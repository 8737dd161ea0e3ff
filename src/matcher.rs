//! Compiled gitignore-style pattern sets.
//!
//! A [`CompiledSpec`] answers one question: does a root-relative path fall
//! under the pattern list? Matching follows gitignore ("wildmatch") rules:
//!
//! - `*` and `?` never cross a `/`; `**` does
//! - a pattern without an inner `/` matches at any depth
//! - a leading `/` anchors the pattern to the root
//! - a path matches when it, or any directory above it, matches; so `configs`
//!   covers `configs/sub/prod.yaml`
//! - patterns apply in order and a later `!pattern` re-includes what an
//!   earlier one matched

use std::path::Path;

use ignore::gitignore::{Gitignore, GitignoreBuilder};

use crate::error::{PurgeError, Result};

/// An immutable matcher built from an ordered pattern list.
#[derive(Debug, Clone)]
pub struct CompiledSpec {
    inner: Gitignore,
    len: usize,
}

impl CompiledSpec {
    /// Compile `patterns` in order.
    ///
    /// Fails on the first pattern that is not a valid glob.
    pub fn compile<I, S>(patterns: I) -> Result<Self>
    where
        I: IntoIterator<Item = S>,
        S: AsRef<str>,
    {
        let mut builder = GitignoreBuilder::new("");
        let mut len = 0;

        for pattern in patterns {
            let pattern = pattern.as_ref();
            builder
                .add_line(None, pattern)
                .map_err(|source| PurgeError::PatternCompileError {
                    pattern: pattern.to_string(),
                    source,
                })?;
            len += 1;
        }

        let inner = builder
            .build()
            .map_err(|source| PurgeError::PatternCompileError {
                pattern: "<pattern set>".to_string(),
                source,
            })?;

        Ok(Self { inner, len })
    }

    /// A spec that matches nothing.
    pub fn empty() -> Self {
        Self {
            inner: Gitignore::empty(),
            len: 0,
        }
    }

    /// Whether `path` (forward slashes, no leading slash) is covered.
    pub fn matches(&self, path: &str, is_dir: bool) -> bool {
        if self.inner.is_empty() || path.is_empty() {
            return false;
        }
        self.inner
            .matched_path_or_any_parents(Path::new(path), is_dir)
            .is_ignore()
    }

    /// Whether some directory strictly above `path` is covered.
    ///
    /// The path itself is not tested, so a file is never matched by a
    /// pattern that names the file.
    pub fn matches_ancestor(&self, path: &str) -> bool {
        match parent_of(path) {
            Some(parent) => self.matches(parent, true),
            None => false,
        }
    }

    /// Number of pattern lines compiled into this spec.
    pub fn len(&self) -> usize {
        self.len
    }

    pub fn is_empty(&self) -> bool {
        self.len == 0
    }
}

/// The parent of a root-relative posix path, or `None` at the top level.
pub fn parent_of(path: &str) -> Option<&str> {
    path.rfind('/').map(|idx| &path[..idx])
}
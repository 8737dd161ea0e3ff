use std::path::Path;

use git2::{IndexAddOption, Repository, RepositoryInitOptions, Signature};

use crate::error::Result;
use crate::logging::Logger;

const INITIAL_BRANCH: &str = "main";
const COMMIT_MESSAGE: &str = "Initial commit";
const FALLBACK_NAME: &str = "scaffold-purge";
const FALLBACK_EMAIL: &str = "scaffold-purge@localhost";

/// Initializes a repository in `project_dir` unless one already exists.
///
/// # Returns
///
/// `true` when a new repository was created, `false` when `.git` was already
/// present and initialization was skipped.
pub fn init_repo(project_dir: &Path, log: &Logger) -> Result<bool> {
    if project_dir.join(".git").exists() {
        log.warn(".git already exists; skipping git init");
        return Ok(false);
    }

    log.info("Initializing Git repository...");
    let mut opts = RepositoryInitOptions::new();
    opts.initial_head(INITIAL_BRANCH);
    Repository::init_opts(project_dir, &opts)?;

    Ok(true)
}

/// Stages every file in the working tree and records the initial commit.
///
/// When HEAD already points at a commit, the new commit is stacked on top of
/// it. A commit that cannot be created is reported as a warning and
/// `Ok(false)` is returned.
pub fn stage_and_commit(project_dir: &Path, log: &Logger) -> Result<bool> {
    let repo = Repository::open(project_dir)?;

    log.info("Staging files...");
    let mut index = repo.index()?;
    index.add_all(["*"].iter(), IndexAddOption::DEFAULT, None)?;
    index.write()?;
    let tree_id = index.write_tree()?;
    let tree = repo.find_tree(tree_id)?;

    let signature = repo
        .signature()
        .or_else(|_| Signature::now(FALLBACK_NAME, FALLBACK_EMAIL))?;

    let parent = match repo.head() {
        Ok(head) => Some(head.peel_to_commit()?),
        Err(_) => None,
    };
    let parents: Vec<&git2::Commit<'_>> = parent.iter().collect();

    match repo.commit(
        Some("HEAD"),
        &signature,
        &signature,
        COMMIT_MESSAGE,
        &tree,
        &parents,
    ) {
        Ok(oid) => {
            log.debug_kv("Created initial commit", &[("id", &oid)]);
            Ok(true)
        }
        Err(err) => {
            log.warn_kv("git commit failed; continuing", &[("error", &err)]);
            Ok(false)
        }
    }
}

◆ **Task requirements**: Go through the records above and return every line that holds the string "relative".

◆ **Exercise output**:
//! A [`CompiledSpec`] answers one question: does a root-relative path fall
/// The parent of a root-relative posix path, or `None` at the top level.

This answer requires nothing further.